[Dataset entries]
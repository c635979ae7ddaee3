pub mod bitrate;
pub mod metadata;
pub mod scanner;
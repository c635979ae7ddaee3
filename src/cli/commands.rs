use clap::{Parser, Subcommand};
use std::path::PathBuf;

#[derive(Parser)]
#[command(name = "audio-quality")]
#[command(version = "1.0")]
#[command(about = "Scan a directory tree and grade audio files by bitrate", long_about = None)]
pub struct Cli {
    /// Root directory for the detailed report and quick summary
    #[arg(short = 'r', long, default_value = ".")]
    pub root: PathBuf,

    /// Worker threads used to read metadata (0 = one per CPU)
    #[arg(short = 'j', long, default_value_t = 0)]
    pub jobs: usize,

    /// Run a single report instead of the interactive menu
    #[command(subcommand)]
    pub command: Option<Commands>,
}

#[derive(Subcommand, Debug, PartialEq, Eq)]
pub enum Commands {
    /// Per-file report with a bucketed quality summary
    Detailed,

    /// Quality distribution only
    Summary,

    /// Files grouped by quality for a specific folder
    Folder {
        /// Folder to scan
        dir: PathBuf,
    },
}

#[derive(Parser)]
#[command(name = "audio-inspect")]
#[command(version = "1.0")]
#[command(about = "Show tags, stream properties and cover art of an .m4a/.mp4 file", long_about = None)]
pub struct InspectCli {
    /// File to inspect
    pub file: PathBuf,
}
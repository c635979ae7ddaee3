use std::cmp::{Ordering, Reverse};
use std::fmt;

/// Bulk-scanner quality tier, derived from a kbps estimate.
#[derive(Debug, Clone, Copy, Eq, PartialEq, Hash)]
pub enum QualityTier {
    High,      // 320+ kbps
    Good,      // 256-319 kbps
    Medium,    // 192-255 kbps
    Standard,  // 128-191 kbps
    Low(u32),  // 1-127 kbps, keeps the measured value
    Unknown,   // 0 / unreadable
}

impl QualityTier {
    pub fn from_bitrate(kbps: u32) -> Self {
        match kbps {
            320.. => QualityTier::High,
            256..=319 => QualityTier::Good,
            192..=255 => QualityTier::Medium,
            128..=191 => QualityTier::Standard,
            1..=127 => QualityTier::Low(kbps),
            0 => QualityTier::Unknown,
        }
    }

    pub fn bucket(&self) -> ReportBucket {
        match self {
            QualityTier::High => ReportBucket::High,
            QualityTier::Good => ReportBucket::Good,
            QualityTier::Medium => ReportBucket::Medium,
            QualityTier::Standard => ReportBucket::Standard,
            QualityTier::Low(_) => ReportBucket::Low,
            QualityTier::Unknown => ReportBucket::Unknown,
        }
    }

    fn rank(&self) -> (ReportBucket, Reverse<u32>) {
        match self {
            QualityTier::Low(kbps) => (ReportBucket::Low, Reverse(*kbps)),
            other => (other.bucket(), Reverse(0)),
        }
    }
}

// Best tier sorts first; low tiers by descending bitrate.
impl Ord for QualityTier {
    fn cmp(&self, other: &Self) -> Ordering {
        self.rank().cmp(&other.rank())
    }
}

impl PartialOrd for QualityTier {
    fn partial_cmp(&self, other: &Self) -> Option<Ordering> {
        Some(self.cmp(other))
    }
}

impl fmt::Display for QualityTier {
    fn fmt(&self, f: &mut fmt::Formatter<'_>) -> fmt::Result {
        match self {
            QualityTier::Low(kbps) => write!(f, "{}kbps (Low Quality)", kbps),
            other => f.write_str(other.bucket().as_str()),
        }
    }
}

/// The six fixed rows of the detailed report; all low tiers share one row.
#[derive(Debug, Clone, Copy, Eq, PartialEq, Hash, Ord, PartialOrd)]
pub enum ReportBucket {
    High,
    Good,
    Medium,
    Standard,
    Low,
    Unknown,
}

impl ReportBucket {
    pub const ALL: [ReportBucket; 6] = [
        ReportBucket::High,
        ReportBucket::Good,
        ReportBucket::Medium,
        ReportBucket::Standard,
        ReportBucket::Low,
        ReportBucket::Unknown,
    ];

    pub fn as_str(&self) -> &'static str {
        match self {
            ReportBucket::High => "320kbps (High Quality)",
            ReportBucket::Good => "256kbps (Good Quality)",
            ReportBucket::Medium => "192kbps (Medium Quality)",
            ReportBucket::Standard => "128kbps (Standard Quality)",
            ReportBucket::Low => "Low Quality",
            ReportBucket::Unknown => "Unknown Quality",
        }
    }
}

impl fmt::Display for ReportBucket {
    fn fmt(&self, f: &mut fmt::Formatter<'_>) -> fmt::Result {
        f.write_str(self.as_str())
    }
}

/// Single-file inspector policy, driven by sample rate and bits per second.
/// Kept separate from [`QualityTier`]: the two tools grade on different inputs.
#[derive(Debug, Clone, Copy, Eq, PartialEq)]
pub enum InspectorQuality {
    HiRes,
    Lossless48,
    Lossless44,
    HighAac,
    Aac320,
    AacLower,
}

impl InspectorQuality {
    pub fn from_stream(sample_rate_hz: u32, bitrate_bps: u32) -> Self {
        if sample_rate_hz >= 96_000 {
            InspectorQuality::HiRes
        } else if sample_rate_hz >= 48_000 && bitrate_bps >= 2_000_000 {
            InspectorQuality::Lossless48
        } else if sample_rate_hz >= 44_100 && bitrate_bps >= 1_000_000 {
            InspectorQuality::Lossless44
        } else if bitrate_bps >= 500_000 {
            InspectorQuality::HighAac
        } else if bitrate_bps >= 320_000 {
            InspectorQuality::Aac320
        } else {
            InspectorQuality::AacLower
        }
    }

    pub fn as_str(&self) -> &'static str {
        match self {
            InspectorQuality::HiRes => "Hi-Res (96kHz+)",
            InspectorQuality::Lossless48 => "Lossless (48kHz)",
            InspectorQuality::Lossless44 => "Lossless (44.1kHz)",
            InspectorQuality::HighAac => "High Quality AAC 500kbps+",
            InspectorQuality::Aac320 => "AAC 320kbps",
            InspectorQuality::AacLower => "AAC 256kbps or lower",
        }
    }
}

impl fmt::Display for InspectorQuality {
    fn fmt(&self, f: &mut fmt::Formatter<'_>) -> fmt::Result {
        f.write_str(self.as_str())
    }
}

### Task objective:
Show all of the lines above in which "Medium" is present.

### Result:
    Medium,    // 192-255 kbps
            192..=255 => QualityTier::Medium,
            QualityTier::Medium => ReportBucket::Medium,
    Medium,
        ReportBucket::Medium,
            ReportBucket::Medium => "192kbps (Medium Quality)",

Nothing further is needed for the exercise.